▶ _WHAT YOU ARE ASKED TO DO_:
Only the lines from the start of the entries up to and including the line with "fn write_byte_data(&self, reg: u8, value: u8)" should be written out, exactly as they stand.
Start of INFORMATION SUPPLIED
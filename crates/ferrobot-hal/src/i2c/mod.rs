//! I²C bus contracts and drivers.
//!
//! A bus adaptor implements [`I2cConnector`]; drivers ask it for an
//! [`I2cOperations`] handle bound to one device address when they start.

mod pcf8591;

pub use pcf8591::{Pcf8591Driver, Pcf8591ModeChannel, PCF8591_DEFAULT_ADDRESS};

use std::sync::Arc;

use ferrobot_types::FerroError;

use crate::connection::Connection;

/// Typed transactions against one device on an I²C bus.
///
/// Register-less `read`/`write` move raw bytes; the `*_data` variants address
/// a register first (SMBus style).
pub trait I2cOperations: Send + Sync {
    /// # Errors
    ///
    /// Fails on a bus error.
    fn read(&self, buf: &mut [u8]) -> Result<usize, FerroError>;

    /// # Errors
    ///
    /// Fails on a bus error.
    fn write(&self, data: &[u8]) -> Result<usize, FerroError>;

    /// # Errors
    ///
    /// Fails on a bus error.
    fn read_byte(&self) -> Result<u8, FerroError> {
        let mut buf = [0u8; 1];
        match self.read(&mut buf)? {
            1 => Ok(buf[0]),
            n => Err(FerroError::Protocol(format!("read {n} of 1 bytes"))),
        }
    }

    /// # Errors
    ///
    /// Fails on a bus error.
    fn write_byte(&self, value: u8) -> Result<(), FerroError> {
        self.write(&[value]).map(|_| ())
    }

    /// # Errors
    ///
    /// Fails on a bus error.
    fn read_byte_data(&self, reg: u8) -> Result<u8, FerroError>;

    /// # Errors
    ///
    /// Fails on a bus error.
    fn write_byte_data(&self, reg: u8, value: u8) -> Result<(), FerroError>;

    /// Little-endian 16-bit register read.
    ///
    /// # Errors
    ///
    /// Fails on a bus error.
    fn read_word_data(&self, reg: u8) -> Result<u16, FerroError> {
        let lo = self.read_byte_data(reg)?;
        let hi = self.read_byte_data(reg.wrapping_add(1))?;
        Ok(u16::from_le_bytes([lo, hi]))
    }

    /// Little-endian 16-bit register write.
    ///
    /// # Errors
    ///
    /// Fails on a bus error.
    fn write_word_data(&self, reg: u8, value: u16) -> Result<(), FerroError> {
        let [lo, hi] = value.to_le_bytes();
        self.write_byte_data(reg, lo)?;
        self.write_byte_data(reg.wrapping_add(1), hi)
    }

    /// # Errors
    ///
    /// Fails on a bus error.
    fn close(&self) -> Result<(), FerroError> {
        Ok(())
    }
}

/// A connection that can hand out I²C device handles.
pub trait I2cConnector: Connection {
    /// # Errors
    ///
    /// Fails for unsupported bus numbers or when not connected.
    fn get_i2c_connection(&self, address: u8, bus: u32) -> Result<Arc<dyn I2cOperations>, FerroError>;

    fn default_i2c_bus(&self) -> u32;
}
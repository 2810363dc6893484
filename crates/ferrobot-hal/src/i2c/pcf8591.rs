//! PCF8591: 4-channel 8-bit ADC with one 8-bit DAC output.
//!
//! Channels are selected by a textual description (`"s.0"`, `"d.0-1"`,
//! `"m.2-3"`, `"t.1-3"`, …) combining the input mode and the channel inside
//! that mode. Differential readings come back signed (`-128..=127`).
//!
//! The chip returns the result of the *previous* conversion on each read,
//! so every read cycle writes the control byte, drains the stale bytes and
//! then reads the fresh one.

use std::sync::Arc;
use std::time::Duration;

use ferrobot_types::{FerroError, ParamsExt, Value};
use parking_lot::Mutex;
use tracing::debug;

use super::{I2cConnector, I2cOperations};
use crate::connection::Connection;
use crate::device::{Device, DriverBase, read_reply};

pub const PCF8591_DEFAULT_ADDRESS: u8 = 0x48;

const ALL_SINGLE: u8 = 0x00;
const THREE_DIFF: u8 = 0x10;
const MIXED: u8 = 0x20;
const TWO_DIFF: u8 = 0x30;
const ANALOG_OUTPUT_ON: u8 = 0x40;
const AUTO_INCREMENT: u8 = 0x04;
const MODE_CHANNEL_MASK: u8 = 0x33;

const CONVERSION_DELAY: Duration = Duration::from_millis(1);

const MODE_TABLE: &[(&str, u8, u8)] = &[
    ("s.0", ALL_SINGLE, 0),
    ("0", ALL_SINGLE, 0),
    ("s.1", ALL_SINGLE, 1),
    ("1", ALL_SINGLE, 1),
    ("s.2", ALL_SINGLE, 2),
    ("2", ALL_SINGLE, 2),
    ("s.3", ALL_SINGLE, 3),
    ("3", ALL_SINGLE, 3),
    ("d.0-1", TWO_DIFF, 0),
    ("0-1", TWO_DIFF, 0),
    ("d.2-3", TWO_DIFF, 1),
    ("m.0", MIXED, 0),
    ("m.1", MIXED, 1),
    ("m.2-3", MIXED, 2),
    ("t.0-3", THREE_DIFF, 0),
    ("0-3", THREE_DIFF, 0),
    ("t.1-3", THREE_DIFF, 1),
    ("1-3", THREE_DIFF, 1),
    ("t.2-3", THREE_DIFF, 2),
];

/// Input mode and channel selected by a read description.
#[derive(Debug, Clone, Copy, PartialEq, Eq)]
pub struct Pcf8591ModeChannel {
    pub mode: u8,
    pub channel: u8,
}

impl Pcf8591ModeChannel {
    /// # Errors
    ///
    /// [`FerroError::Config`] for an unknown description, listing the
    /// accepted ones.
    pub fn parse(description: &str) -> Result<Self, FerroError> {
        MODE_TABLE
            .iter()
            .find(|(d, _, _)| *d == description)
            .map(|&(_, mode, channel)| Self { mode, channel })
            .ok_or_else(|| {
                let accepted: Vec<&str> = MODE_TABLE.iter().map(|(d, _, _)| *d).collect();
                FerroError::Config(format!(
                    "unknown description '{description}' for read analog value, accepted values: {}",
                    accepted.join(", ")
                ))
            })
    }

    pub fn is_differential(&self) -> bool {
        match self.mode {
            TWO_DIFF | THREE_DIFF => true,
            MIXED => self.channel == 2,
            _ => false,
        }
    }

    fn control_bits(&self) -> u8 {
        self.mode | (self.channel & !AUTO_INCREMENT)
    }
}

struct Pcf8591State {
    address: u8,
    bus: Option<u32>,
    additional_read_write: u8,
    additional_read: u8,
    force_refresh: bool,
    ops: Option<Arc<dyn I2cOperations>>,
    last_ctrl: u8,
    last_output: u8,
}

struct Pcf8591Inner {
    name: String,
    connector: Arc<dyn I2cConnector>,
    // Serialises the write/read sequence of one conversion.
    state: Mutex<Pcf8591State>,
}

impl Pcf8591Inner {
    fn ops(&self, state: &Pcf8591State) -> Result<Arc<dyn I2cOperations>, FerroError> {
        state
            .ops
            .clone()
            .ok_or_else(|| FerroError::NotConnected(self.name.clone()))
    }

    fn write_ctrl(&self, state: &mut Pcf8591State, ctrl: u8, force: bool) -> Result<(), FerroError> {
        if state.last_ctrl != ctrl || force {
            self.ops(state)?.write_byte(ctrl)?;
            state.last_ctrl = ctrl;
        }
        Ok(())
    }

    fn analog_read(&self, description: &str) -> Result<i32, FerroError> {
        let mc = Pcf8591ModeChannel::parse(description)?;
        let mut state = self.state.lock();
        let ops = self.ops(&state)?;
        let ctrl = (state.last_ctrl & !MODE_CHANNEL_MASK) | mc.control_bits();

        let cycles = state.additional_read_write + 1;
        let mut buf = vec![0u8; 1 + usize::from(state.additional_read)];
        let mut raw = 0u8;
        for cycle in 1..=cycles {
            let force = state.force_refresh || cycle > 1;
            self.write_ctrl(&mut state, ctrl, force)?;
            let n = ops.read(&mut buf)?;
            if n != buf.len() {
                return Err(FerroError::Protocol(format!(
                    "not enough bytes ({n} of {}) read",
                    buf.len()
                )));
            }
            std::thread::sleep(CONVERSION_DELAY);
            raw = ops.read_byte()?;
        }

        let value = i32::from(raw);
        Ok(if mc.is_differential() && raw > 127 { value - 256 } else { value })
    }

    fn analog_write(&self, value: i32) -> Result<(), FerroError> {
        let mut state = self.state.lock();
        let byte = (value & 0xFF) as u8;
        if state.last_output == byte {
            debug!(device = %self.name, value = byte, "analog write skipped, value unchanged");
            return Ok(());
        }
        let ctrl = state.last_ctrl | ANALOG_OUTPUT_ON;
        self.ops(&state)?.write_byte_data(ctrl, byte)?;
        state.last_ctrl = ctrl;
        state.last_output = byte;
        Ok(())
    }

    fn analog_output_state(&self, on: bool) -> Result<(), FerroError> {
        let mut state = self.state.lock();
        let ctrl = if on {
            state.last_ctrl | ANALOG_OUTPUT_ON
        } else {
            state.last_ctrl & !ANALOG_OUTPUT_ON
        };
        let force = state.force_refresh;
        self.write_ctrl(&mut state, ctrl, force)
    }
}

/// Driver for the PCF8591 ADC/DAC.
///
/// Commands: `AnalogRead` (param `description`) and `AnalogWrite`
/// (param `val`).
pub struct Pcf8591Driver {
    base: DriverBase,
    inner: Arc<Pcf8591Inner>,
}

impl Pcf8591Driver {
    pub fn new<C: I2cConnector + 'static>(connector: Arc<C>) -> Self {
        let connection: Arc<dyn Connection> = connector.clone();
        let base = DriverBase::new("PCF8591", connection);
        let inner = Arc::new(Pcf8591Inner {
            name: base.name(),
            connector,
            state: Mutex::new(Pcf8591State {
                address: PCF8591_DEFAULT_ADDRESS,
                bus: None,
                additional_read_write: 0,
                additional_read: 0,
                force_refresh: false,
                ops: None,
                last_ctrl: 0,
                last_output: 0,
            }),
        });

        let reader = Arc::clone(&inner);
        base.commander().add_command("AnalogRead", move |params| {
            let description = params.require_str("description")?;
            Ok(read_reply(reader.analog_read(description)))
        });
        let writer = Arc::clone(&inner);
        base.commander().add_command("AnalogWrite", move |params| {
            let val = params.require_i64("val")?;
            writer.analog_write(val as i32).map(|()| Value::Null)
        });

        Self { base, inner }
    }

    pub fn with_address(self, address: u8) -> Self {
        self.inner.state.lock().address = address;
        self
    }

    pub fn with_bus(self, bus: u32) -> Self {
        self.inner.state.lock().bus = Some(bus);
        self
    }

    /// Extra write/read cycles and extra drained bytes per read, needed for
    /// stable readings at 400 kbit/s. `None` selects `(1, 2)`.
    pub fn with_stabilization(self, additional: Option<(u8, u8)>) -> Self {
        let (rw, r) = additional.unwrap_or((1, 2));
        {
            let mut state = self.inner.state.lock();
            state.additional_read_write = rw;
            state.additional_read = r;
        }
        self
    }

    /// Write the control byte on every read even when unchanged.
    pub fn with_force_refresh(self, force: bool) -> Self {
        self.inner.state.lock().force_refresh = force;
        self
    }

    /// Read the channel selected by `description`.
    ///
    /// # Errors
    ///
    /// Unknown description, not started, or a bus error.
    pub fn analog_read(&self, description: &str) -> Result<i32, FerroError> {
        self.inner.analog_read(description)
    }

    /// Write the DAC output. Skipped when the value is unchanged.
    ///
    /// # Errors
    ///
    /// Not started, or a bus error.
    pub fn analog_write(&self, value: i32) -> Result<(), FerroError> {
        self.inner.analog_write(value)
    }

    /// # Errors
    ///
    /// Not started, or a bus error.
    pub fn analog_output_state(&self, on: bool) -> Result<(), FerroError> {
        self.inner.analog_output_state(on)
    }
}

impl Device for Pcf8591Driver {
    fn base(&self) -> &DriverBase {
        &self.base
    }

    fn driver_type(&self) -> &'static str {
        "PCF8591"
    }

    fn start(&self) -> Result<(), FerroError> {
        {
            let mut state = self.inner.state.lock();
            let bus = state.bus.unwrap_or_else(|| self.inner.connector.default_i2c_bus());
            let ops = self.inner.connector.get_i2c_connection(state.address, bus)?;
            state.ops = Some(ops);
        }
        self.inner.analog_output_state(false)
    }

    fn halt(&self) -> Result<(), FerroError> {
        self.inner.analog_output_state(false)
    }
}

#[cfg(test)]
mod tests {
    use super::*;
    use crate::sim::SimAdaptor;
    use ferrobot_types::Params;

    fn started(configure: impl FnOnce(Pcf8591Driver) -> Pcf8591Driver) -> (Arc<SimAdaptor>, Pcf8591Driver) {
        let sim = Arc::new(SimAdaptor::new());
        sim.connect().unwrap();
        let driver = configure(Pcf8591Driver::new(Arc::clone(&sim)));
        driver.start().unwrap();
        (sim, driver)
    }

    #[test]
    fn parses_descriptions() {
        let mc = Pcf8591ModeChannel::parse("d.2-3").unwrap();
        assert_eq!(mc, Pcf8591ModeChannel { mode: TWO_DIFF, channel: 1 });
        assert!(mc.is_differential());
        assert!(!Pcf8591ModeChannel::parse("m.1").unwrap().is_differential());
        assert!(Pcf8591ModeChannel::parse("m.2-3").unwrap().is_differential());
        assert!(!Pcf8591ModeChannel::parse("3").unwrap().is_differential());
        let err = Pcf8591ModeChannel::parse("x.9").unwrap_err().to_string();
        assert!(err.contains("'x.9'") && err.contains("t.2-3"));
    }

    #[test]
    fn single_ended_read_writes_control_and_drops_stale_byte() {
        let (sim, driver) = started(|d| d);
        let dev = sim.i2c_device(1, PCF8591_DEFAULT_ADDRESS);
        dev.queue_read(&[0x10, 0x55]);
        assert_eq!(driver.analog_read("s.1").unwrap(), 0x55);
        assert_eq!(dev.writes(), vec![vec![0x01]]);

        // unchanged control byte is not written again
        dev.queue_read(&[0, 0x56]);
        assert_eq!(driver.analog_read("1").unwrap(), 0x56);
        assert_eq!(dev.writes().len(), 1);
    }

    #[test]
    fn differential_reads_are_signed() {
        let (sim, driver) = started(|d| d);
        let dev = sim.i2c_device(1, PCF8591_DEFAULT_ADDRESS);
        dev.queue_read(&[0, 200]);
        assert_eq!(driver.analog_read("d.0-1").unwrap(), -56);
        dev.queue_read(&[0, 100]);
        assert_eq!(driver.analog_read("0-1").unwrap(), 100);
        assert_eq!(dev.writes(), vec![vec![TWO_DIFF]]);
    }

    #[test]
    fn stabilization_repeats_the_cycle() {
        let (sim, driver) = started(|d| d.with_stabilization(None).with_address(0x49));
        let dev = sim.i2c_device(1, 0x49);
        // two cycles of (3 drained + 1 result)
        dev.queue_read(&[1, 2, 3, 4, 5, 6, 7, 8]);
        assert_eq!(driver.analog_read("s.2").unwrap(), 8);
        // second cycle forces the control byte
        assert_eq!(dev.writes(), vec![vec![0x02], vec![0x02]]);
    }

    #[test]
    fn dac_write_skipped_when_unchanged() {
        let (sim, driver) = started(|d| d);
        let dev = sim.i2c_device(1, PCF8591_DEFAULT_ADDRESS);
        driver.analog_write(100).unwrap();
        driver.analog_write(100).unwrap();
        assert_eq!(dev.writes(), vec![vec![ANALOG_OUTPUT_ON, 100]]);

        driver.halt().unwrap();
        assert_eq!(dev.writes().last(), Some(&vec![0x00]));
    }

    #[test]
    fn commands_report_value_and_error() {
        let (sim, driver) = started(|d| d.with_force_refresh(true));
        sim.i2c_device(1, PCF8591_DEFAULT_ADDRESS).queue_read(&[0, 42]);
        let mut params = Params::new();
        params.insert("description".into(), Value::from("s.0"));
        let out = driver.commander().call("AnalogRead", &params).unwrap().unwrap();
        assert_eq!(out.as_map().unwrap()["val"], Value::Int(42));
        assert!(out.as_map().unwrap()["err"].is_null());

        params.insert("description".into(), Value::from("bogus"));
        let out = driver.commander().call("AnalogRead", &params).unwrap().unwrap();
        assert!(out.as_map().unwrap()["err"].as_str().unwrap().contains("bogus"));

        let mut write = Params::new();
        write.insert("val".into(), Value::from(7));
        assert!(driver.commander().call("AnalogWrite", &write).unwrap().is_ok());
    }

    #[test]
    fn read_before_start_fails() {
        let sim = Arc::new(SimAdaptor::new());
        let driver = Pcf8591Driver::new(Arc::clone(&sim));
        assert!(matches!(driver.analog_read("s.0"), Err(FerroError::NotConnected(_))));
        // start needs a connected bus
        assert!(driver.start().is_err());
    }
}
End of INFORMATION SUPPLIED
▶ _EXERCISE RESULT_:
filename crates/ferrobot-hal/src/i2c/mod.rs
//! I²C bus contracts and drivers.
//!
//! A bus adaptor implements [`I2cConnector`]; drivers ask it for an
//! [`I2cOperations`] handle bound to one device address when they start.

mod pcf8591;

pub use pcf8591::{Pcf8591Driver, Pcf8591ModeChannel, PCF8591_DEFAULT_ADDRESS};

use std::sync::Arc;

use ferrobot_types::FerroError;

use crate::connection::Connection;

/// Typed transactions against one device on an I²C bus.
///
/// Register-less `read`/`write` move raw bytes; the `*_data` variants address
/// a register first (SMBus style).
pub trait I2cOperations: Send + Sync {
    /// # Errors
    ///
    /// Fails on a bus error.
    fn read(&self, buf: &mut [u8]) -> Result<usize, FerroError>;

    /// # Errors
    ///
    /// Fails on a bus error.
    fn write(&self, data: &[u8]) -> Result<usize, FerroError>;

    /// # Errors
    ///
    /// Fails on a bus error.
    fn read_byte(&self) -> Result<u8, FerroError> {
        let mut buf = [0u8; 1];
        match self.read(&mut buf)? {
            1 => Ok(buf[0]),
            n => Err(FerroError::Protocol(format!("read {n} of 1 bytes"))),
        }
    }

    /// # Errors
    ///
    /// Fails on a bus error.
    fn write_byte(&self, value: u8) -> Result<(), FerroError> {
        self.write(&[value]).map(|_| ())
    }

    /// # Errors
    ///
    /// Fails on a bus error.
    fn read_byte_data(&self, reg: u8) -> Result<u8, FerroError>;

    /// # Errors
    ///
    /// Fails on a bus error.
    fn write_byte_data(&self, reg: u8, value: u8) -> Result<(), FerroError>;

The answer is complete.